_Available records:_
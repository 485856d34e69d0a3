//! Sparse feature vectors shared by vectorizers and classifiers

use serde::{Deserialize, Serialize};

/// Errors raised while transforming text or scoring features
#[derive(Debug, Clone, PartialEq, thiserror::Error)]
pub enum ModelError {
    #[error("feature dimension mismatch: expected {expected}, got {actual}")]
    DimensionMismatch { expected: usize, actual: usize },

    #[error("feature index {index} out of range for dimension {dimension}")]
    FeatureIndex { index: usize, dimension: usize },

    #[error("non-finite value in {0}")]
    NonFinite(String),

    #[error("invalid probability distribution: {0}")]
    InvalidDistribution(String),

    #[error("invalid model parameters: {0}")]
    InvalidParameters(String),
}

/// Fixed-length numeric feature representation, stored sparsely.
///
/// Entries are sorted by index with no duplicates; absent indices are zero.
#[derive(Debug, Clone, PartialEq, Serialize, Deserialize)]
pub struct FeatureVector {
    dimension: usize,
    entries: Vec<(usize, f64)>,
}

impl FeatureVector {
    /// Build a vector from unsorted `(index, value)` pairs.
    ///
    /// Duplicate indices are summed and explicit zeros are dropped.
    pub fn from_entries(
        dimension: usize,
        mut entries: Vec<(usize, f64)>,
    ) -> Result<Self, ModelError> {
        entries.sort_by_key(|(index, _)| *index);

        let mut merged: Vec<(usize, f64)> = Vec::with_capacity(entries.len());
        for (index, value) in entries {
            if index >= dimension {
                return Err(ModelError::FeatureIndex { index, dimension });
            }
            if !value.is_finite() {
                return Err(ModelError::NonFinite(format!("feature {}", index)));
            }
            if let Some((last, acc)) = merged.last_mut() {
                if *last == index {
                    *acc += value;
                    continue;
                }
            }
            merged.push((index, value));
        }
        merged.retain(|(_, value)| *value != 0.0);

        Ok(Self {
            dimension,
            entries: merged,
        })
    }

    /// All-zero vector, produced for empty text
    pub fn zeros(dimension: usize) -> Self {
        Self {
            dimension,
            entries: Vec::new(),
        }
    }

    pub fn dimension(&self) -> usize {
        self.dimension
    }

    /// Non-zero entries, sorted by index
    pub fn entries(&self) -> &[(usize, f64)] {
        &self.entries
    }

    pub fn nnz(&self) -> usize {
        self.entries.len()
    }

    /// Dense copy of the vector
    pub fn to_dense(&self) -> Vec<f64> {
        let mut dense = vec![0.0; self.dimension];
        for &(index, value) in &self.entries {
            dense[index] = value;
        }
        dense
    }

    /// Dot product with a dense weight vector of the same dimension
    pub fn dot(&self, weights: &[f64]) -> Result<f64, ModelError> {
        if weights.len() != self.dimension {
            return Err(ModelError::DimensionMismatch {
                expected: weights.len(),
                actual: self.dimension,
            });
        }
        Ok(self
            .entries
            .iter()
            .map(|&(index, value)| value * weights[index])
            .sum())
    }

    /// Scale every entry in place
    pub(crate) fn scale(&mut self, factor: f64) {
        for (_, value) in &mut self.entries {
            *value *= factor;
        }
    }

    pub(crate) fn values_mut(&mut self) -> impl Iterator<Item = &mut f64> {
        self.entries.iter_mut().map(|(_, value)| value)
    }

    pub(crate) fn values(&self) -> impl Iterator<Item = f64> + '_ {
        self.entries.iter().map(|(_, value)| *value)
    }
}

---

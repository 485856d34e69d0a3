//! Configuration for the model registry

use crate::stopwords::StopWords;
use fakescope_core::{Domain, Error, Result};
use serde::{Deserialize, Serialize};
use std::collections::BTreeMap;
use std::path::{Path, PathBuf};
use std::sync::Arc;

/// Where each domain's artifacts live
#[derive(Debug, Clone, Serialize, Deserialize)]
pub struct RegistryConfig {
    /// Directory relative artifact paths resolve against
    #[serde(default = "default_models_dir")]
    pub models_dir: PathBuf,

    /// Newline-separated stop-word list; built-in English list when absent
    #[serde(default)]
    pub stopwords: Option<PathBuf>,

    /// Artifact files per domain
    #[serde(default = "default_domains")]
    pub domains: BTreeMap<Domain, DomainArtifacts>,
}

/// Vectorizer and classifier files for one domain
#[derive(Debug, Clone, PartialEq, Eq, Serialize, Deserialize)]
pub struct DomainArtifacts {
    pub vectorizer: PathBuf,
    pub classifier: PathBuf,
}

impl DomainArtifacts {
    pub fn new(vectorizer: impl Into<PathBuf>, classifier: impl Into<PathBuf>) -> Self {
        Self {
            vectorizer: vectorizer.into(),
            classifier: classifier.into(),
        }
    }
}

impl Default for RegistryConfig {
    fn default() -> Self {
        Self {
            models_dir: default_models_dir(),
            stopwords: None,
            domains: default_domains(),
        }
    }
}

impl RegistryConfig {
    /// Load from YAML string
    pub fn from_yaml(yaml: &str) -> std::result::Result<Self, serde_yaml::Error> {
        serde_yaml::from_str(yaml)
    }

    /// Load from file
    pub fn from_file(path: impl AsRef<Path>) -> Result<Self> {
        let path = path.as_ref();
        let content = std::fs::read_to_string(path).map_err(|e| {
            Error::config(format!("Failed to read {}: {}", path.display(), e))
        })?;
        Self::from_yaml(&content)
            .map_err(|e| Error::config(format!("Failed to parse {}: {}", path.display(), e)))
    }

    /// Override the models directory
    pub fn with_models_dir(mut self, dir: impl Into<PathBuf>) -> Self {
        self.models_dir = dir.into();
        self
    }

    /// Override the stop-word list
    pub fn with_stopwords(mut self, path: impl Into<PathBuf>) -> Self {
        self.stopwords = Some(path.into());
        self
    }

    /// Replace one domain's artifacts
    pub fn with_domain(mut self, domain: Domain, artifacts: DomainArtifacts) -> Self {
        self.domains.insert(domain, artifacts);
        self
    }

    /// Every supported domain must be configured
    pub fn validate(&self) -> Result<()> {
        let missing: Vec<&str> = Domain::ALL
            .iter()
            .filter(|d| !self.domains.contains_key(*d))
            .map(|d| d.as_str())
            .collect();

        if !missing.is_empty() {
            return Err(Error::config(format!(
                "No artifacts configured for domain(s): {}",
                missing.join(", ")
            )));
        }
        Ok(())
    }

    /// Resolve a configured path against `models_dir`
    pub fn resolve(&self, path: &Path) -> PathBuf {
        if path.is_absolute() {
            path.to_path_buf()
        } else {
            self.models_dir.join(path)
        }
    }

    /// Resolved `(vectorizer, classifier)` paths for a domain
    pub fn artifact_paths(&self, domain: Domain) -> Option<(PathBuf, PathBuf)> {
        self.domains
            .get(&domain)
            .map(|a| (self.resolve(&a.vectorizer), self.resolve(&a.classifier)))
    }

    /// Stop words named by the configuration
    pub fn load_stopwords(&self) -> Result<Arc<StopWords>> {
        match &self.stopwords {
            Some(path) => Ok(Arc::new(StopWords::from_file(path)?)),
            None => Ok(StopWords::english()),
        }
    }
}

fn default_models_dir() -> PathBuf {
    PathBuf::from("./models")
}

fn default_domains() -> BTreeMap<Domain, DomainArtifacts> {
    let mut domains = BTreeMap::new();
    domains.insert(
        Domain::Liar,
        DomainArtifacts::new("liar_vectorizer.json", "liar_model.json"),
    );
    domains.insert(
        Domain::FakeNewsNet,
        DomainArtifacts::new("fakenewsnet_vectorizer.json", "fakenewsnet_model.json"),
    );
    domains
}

* * *

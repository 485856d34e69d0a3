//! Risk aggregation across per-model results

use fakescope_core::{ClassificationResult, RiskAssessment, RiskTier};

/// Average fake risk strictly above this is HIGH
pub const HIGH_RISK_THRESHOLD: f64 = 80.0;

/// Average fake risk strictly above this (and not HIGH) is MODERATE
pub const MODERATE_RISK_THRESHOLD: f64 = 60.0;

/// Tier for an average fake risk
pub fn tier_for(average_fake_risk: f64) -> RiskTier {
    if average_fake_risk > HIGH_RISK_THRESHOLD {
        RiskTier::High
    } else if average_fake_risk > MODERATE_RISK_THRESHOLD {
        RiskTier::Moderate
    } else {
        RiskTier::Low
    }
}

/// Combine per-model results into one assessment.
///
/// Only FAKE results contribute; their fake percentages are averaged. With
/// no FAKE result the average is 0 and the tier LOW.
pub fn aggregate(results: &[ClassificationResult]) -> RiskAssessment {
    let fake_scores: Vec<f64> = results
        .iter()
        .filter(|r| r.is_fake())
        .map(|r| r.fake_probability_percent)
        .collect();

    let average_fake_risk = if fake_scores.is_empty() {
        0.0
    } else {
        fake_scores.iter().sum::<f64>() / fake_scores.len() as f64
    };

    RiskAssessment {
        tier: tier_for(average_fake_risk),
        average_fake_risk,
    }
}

_Exercise goal:_
Determine how many lines of the listing above hold the word "results". Report that number without anything else.

_Solution for this problem:_
5